MLB Says Slingbox Illegal, CEA Thinks Otherwise
The Tie Guy writes "Sling Media's Slingbox allows consumers to watch and control their home television programs from a remote PC or smartphone — a process called 'placeshifting'. Content owners are typically edgy when it comes to the placeshifting topic. However, most don't view Slingbox as an imminent threat that will destroy the commercial broadcast model. Major League Baseball is going against the grain by saying that Slingbox owners who stream home games while traveling are breaking the law because it allows consumers to circumvent geographical boundaries written in to broadcast deals. This has sparked a huge debate that has the MLB, baseball fans, and the CEA up in arms. CEA President Gary Shapiro doesn't agree, and is coming to the defense of Sling Media and place-shifting in general."
I guess I'll just have to quit watching baseball games. Oh wait I find the sport boring and asinine and don't watch it anyways.
Why should consumers abide by or even care about an agreement between the MLB and the broadcaster?
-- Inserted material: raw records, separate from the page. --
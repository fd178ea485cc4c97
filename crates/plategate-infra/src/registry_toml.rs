//! Registry loader from TOML
//!
//! ```toml
//! [[vehicles]]
//! plate_number = "WSG706"
//! color = "Red"
//! make_model = "Toyota Corolla"
//! owner_name = "Alice"
//! ```

use std::fs;
use std::path::Path;

use serde::Deserialize;

use plategate_types::{ConfigError, Error, Result, VehicleRecord};

/// Container for parsing a registry TOML file
#[derive(Debug, Deserialize)]
struct RegistryFile {
    #[serde(default)]
    vehicles: Vec<VehicleRecord>,
}

/// Load registry records from a TOML file
pub fn load_vehicles_from_toml(path: &Path) -> Result<Vec<VehicleRecord>> {
    let content = fs::read_to_string(path).map_err(|e| {
        Error::Config(ConfigError::ParseError(format!(
            "Failed to read registry file {}: {}",
            path.display(),
            e
        )))
    })?;

    parse_vehicles_toml(&content)
}

/// Parse registry records from TOML text
pub fn parse_vehicles_toml(toml_content: &str) -> Result<Vec<VehicleRecord>> {
    let file: RegistryFile = toml::from_str(toml_content).map_err(|e| {
        Error::Config(ConfigError::ParseError(format!(
            "Failed to parse registry TOML: {}",
            e
        )))
    })?;

    Ok(file.vehicles)
}

#[cfg(test)]
mod tests {
    use super::*;

    const TEST_TOML: &str = r#"
[[vehicles]]
plate_number = "WSG706"
color = "Red"
make_model = "Toyota Corolla"
owner_name = "Alice"

[[vehicles]]
plate_number = "KL55AB"
"#;

    #[test]
    fn test_parse_keeps_order() {
        let vehicles = parse_vehicles_toml(TEST_TOML).unwrap();
        assert_eq!(vehicles.len(), 2);
        assert_eq!(vehicles[0].owner_name, "Alice");
        assert_eq!(vehicles[1].plate_number, "KL55AB");
    }

    #[test]
    fn test_missing_fields_default_to_empty() {
        let vehicles = parse_vehicles_toml(TEST_TOML).unwrap();
        assert_eq!(vehicles[1].color, "");
        assert_eq!(vehicles[1].make_model, "");
    }

    #[test]
    fn test_invalid_toml_is_config_error() {
        let err = parse_vehicles_toml("[[vehicles]\nplate").unwrap_err();
        assert!(matches!(err, Error::Config(ConfigError::ParseError(_))));
    }

    #[test]
    fn test_no_vehicles_table() {
        assert!(parse_vehicles_toml("").unwrap().is_empty());
    }
}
The consumer didn't sign any contracts to "only watch baseball in approved geographical regions." And in any case, the user obviously has a presence in the necessary region in order to use SlingBox in the first place.
Javascript + Nintendo DSi = DSiCade
As copyright owner of this comment, I authorize everyone to defeat any technological measure which limits access to it.
Why is it any business of Sling Media, or their customers what deal a broadcaster made with a third party? The customers were not involved in the negotiations, neither were Sling Media. The fact that they no longer have absolute control of the technology to offer the same service as they did last year means that they need to negotiate a new contract that is acceptable to both parties in the current climate.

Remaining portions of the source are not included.